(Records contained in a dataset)
****************************************

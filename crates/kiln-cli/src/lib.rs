//! kiln CLI library: argument parsing, command dispatch, and the monorepo
//! metadata loader around the `kiln-config` resolution engine.

pub mod cli;
pub mod commands;
pub mod error;
pub mod logger;
pub mod workspace;
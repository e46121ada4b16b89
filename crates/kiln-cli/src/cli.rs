//! Command-line interface definition.
//!
//! Every plan input can come from the process environment (`TARGET`,
//! `FORMATS`, `NODE_ENV`, ...) as CI scripts expect, with the flags below as
//! explicit overrides.

use std::path::PathBuf;

use clap::{Args, Parser, Subcommand};

/// kiln - build-matrix planner for multi-package source trees
#[derive(Parser, Debug)]
#[command(
    name = "kiln",
    version,
    about = "Resolve a package's build matrix into build-unit descriptors",
    long_about = "kiln turns a (package, formats, environment) selection into a \
                  deterministic list of build-unit descriptors: entry file, output \
                  path, externals, transform steps, and compile-time constants, \
                  ready for a downstream compile/bundle/emit pipeline."
)]
pub struct Cli {
    /// Enable verbose logging (debug level)
    #[arg(short, long, global = true)]
    pub verbose: bool,

    /// Suppress all output except errors
    #[arg(short, long, global = true, conflicts_with = "verbose")]
    pub quiet: bool,

    /// Disable colored output
    #[arg(long, global = true)]
    pub no_color: bool,

    #[command(subcommand)]
    pub command: Command,
}

/// Available kiln subcommands
#[derive(Subcommand, Debug)]
pub enum Command {
    /// Resolve the build matrix and print it as JSON
    ///
    /// Loads the target package's manifest, expands the requested formats
    /// under the current environment, and writes one descriptor per build
    /// unit for the downstream emit pipeline to consume.
    Plan(PlanArgs),
}

/// Arguments for the plan command
#[derive(Args, Debug)]
pub struct PlanArgs {
    /// Target package to plan (overrides the TARGET variable)
    ///
    /// The package is looked up at `<root>/packages/<target>/package.json`.
    #[arg(short, long, value_name = "PACKAGE")]
    pub target: Option<String>,

    /// Comma-separated format list (overrides FORMATS)
    ///
    /// Known formats: esm-bundler, esm-browser, cjs, global, and the
    /// runtime-only variants esm-bundler-runtime, esm-browser-runtime,
    /// global-runtime.
    #[arg(short, long, value_name = "LIST")]
    pub formats: Option<String>,

    /// Expand production variants (same as NODE_ENV=production)
    #[arg(long)]
    pub production: bool,

    /// Skip the baseline development descriptors (same as PROD_ONLY=1)
    #[arg(long)]
    pub prod_only: bool,

    /// Emit source maps alongside each artifact (same as SOURCE_MAP=1)
    #[arg(long)]
    pub source_map: bool,

    /// Emit type declarations, once per run (same as TYPES=1)
    #[arg(long)]
    pub types: bool,

    /// Commit identifier substituted as __COMMIT__ (overrides COMMIT)
    #[arg(long, value_name = "SHA")]
    pub commit: Option<String>,

    /// Monorepo root directory
    #[arg(long, default_value = ".", value_name = "DIR")]
    pub root: PathBuf,

    /// Write the plan to a file instead of stdout
    #[arg(short, long, value_name = "FILE")]
    pub output: Option<PathBuf>,
}
//! Error types for the resolution engine.
//!
//! Every error here is terminal by design: producing a wrong or partial
//! build matrix silently is strictly worse than stopping, so there is no
//! retry or skip path anywhere in the engine.

use thiserror::Error;

pub type Result<T> = std::result::Result<T, ConfigError>;

#[derive(Debug, Error)]
pub enum ConfigError {
    /// No target package was selected. Resolution cannot start without one.
    #[error("no target package selected (set TARGET or pass --target)")]
    MissingTarget,

    /// A requested format name has no output mapping. The whole run aborts
    /// rather than skipping the offending descriptor.
    #[error("unknown build format: {0:?}")]
    UnknownFormat(String),
}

****************************************

» Exercise aim:
Wherever the string "short" appears in a line of the records above, copy that line.

» Answer space:
    #[arg(short, long, global = true)]
    #[arg(short, long, global = true, conflicts_with = "verbose")]
    #[arg(short, long, value_name = "PACKAGE")]
    #[arg(short, long, value_name = "LIST")]
    #[arg(short, long, value_name = "FILE")]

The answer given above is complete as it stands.